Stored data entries

▽

use std::fmt;
use std::ops::{Add, AddAssign, Div, DivAssign, Mul, MulAssign, Neg, Sub, SubAssign};

use serde::{Deserialize, Serialize};

use super::{Mat3x3, Mat4x4};
use crate::numeric;

#[derive(Debug, Clone, Copy, PartialEq, Default, Serialize, Deserialize)]
pub struct Vec3 {
    pub x: f64,
    pub y: f64,
    pub z: f64,
}

impl Vec3 {
    /// Zero vector.
    pub const ZERO: Self = Self::new(0.0, 0.0, 0.0);
    /// Unit vector along the X axis.
    pub const X: Self = Self::new(1.0, 0.0, 0.0);
    /// Unit vector along the Y axis.
    pub const Y: Self = Self::new(0.0, 1.0, 0.0);
    /// Unit vector along the Z axis.
    pub const Z: Self = Self::new(0.0, 0.0, 1.0);

    #[must_use]
    pub const fn new(x: f64, y: f64, z: f64) -> Self {
        Self { x, y, z }
    }

    #[must_use]
    pub const fn to_array(self) -> [f64; 3] {
        [self.x, self.y, self.z]
    }

    #[must_use]
    pub const fn length_squared(self) -> f64 {
        self.dot(self)
    }

    #[must_use]
    pub fn length(self) -> f64 {
        self.length_squared().sqrt()
    }

    /// Angle between this vector and the X axis, in radians.
    #[must_use]
    pub fn angle_x(self) -> f64 {
        (self.y * self.y + self.z * self.z).sqrt().atan2(self.x)
    }

    /// Angle between this vector and the Y axis, in radians.
    #[must_use]
    pub fn angle_y(self) -> f64 {
        (self.z * self.z + self.x * self.x).sqrt().atan2(self.y)
    }

    /// Angle between this vector and the Z axis, in radians.
    #[must_use]
    pub fn angle_z(self) -> f64 {
        (self.x * self.x + self.y * self.y).sqrt().atan2(self.z)
    }

    #[must_use]
    pub fn distance_squared(self, other: Self) -> f64 {
        (self - other).length_squared()
    }

    #[must_use]
    pub fn distance(self, other: Self) -> f64 {
        self.distance_squared(other).sqrt()
    }

    #[must_use]
    pub const fn dot(self, rhs: Self) -> f64 {
        self.x * rhs.x + self.y * rhs.y + self.z * rhs.z
    }

    #[must_use]
    pub const fn cross(self, rhs: Self) -> Self {
        Self {
            x: self.y * rhs.z - self.z * rhs.y,
            y: self.z * rhs.x - self.x * rhs.z,
            z: self.x * rhs.y - self.y * rhs.x,
        }
    }

    #[must_use]
    pub fn rotate_x(self, angle: f64) -> Self {
        let (sin, cos) = angle.sin_cos();
        Self::new(
            self.x,
            self.y * cos - self.z * sin,
            self.y * sin + self.z * cos,
        )
    }

    #[must_use]
    pub fn rotate_y(self, angle: f64) -> Self {
        let (sin, cos) = angle.sin_cos();
        Self::new(
            self.x * cos + self.z * sin,
            self.y,
            -self.x * sin + self.z * cos,
        )
    }

    #[must_use]
    pub fn rotate_z(self, angle: f64) -> Self {
        let (sin, cos) = angle.sin_cos();
        Self::new(
            self.x * cos - self.y * sin,
            self.x * sin + self.y * cos,
            self.z,
        )
    }

    /// Rotates around an arbitrary axis through the origin (Rodrigues).
    /// A zero axis leaves the vector unchanged.
    #[must_use]
    pub fn rotate_around_axis(self, axis: Self, angle: f64) -> Self {
        let k = axis.normalized();
        if k == Self::ZERO {
            return self;
        }
        let (sin, cos) = angle.sin_cos();
        self * cos + k.cross(self) * sin + k * (k.dot(self) * (1.0 - cos))
    }

    /// Unit vector with the same direction. The zero vector stays zero.
    #[must_use]
    pub fn normalized(self) -> Self {
        let len = self.length();
        if len == 0.0 {
            return Self::ZERO;
        }
        self / len
    }

    #[must_use]
    pub const fn opposite(self) -> Self {
        Self::new(-self.x, -self.y, -self.z)
    }

    /// Rounds all components to `n` decimal places.
    #[must_use]
    pub fn round(self, n: i32) -> Self {
        Self::new(
            numeric::round(self.x, n),
            numeric::round(self.y, n),
            numeric::round(self.z, n),
        )
    }

    /// Returns `self * (1 - t) + rhs * t`.
    #[must_use]
    pub fn lerp(self, rhs: Self, t: f64) -> Self {
        Self::new(
            self.x * (1.0 - t) + rhs.x * t,
            self.y * (1.0 - t) + rhs.y * t,
            self.z * (1.0 - t) + rhs.z * t,
        )
    }

    #[must_use]
    pub fn mul_mat(self, mat: &Mat3x3) -> Self {
        let m = mat.rows();
        Self::new(
            self.x * m[0][0] + self.y * m[1][0] + self.z * m[2][0],
            self.x * m[0][1] + self.y * m[1][1] + self.z * m[2][1],
            self.x * m[0][2] + self.y * m[1][2] + self.z * m[2][2],
        )
    }

    /// Affine product with an implicit `w = 1`; row 3 carries the translation.
    #[must_use]
    pub fn mul_mat4(self, mat: &Mat4x4) -> Self {
        let m = mat.rows();
        Self::new(
            self.x * m[0][0] + self.y * m[1][0] + self.z * m[2][0] + m[3][0],
            self.x * m[0][1] + self.y * m[1][1] + self.z * m[2][1] + m[3][1],
            self.x * m[0][2] + self.y * m[1][2] + self.z * m[2][2] + m[3][2],
        )
    }
}

impl fmt::Display for Vec3 {
    fn fmt(&self, f: &mut fmt::Formatter<'_>) -> fmt::Result {
        write!(f, "[{}, {}, {}]", self.x, self.y, self.z)
    }
}

impl From<[f64; 3]> for Vec3 {
    fn from([x, y, z]: [f64; 3]) -> Self {
        Self::new(x, y, z)
    }
}

impl From<Vec3> for [f64; 3] {
    fn from(v: Vec3) -> Self {
        v.to_array()
    }
}

impl Add for Vec3 {
    type Output = Self;
    fn add(self, rhs: Self) -> Self::Output {
        Self::new(self.x + rhs.x, self.y + rhs.y, self.z + rhs.z)
    }
}

impl AddAssign for Vec3 {
    fn add_assign(&mut self, rhs: Self) {
        *self = *self + rhs;
    }
}

impl Sub for Vec3 {
    type Output = Self;
    fn sub(self, rhs: Self) -> Self::Output {
        Self::new(self.x - rhs.x, self.y - rhs.y, self.z - rhs.z)
    }
}

impl SubAssign for Vec3 {
    fn sub_assign(&mut self, rhs: Self) {
        *self = *self - rhs;
    }
}

impl Mul<f64> for Vec3 {
    type Output = Self;
    fn mul(self, rhs: f64) -> Self::Output {
        Self::new(self.x * rhs, self.y * rhs, self.z * rhs)
    }
}

impl Mul<Vec3> for f64 {
    type Output = Vec3;
    fn mul(self, rhs: Vec3) -> Self::Output {
        rhs * self
    }
}

impl MulAssign<f64> for Vec3 {
    fn mul_assign(&mut self, rhs: f64) {
        *self = *self * rhs;
    }
}

impl Mul<&Mat3x3> for Vec3 {
    type Output = Self;
    fn mul(self, rhs: &Mat3x3) -> Self::Output {
        self.mul_mat(rhs)
    }
}

impl MulAssign<&Mat3x3> for Vec3 {
    fn mul_assign(&mut self, rhs: &Mat3x3) {
        *self = self.mul_mat(rhs);
    }
}

impl Mul<&Mat4x4> for Vec3 {
    type Output = Self;
    fn mul(self, rhs: &Mat4x4) -> Self::Output {
        self.mul_mat4(rhs)
    }
}

impl Div<f64> for Vec3 {
    type Output = Self;
    fn div(self, rhs: f64) -> Self::Output {
        Self::new(self.x / rhs, self.y / rhs, self.z / rhs)
    }
}

impl DivAssign<f64> for Vec3 {
    fn div_assign(&mut self, rhs: f64) {
        *self = *self / rhs;
    }
}

impl Neg for Vec3 {
    type Output = Self;
    fn neg(self) -> Self::Output {
        self.opposite()
    }
}

#[cfg(test)]
mod tests {
    use std::f64::consts::FRAC_PI_2;

    use super::*;
    use crate::math::assert_close;

    fn assert_vec_close(a: Vec3, b: Vec3) {
        assert_close(a.x, b.x);
        assert_close(a.y, b.y);
        assert_close(a.z, b.z);
    }

    #[test]
    fn test_vec3_operators() {
        let a = Vec3::new(1.0, 2.0, 3.0);
        let b = Vec3::new(4.0, 5.0, 6.0);

        assert_eq!(a + b, Vec3::new(5.0, 7.0, 9.0));
        assert_eq!(b - a, Vec3::new(3.0, 3.0, 3.0));
        assert_eq!(a * 2.0, Vec3::new(2.0, 4.0, 6.0));
        assert_eq!(2.0 * a, Vec3::new(2.0, 4.0, 6.0));
        assert_eq!(a / 2.0, Vec3::new(0.5, 1.0, 1.5));
        assert_eq!(-a, Vec3::new(-1.0, -2.0, -3.0));
    }

    #[test]
    fn test_vec3_cross_is_right_handed() {
        assert_eq!(Vec3::X.cross(Vec3::Y), Vec3::Z);
        assert_eq!(Vec3::Y.cross(Vec3::Z), Vec3::X);
        assert_close(Vec3::new(1.0, 2.0, 3.0).dot(Vec3::new(4.0, 5.0, 6.0)), 32.0);
    }

    #[test]
    fn test_vec3_axis_angles() {
        assert_close(Vec3::X.angle_x(), 0.0);
        assert_close(Vec3::Y.angle_x(), FRAC_PI_2);
        assert_close(Vec3::Z.angle_y(), FRAC_PI_2);
        assert_close(Vec3::Z.angle_z(), 0.0);
    }

    #[test]
    fn test_vec3_rotations_match_matrices() {
        let v = Vec3::new(0.3, -1.2, 2.5);
        let angle = 0.9;
        assert_vec_close(v.rotate_x(angle), v * &Mat3x3::rotation_x(angle));
        assert_vec_close(v.rotate_y(angle), v * &Mat3x3::rotation_y(angle));
        assert_vec_close(v.rotate_z(angle), v * &Mat3x3::rotation_z(angle));
    }

    #[test]
    fn test_vec3_rotations_preserve_length() {
        let v = Vec3::new(1.0, 2.0, 3.0);
        assert_close(v.rotate_y(1.3).length(), v.length());
        assert_close(v.rotate_around_axis(Vec3::new(1.0, 1.0, 0.0), 2.1).length(), v.length());
    }

    #[test]
    fn test_vec3_rotate_around_axis_matches_fixed_axes() {
        let v = Vec3::new(0.5, 1.5, -2.0);
        assert_vec_close(v.rotate_around_axis(Vec3::Z, 0.4), v.rotate_z(0.4));
        assert_vec_close(v.rotate_around_axis(Vec3::X * 3.0, 0.4), v.rotate_x(0.4));
        assert_eq!(v.rotate_around_axis(Vec3::ZERO, 1.0), v);
    }

    #[test]
    fn test_vec3_mul_mat4_applies_translation() {
        let m = Mat4x4::translation(Vec3::new(1.0, 2.0, 3.0));
        assert_eq!(Vec3::new(1.0, 1.0, 1.0) * &m, Vec3::new(2.0, 3.0, 4.0));
    }

    #[test]
    fn test_vec3_normalized_and_lerp() {
        assert_eq!(Vec3::ZERO.normalized(), Vec3::ZERO);
        assert_close(Vec3::new(2.0, -3.0, 6.0).normalized().length(), 1.0);
        assert_eq!(
            Vec3::ZERO.lerp(Vec3::new(10.0, 20.0, 30.0), 0.5),
            Vec3::new(5.0, 10.0, 15.0)
        );
    }

    #[test]
    fn test_vec3_display() {
        assert_eq!(Vec3::new(1.0, 2.5, -3.0).to_string(), "[1, 2.5, -3]");
    }
}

△

TASK GOAL: If a line of the records above holds the string "this", count it; then state only how many such lines there are.

ANSWER SPACE: 3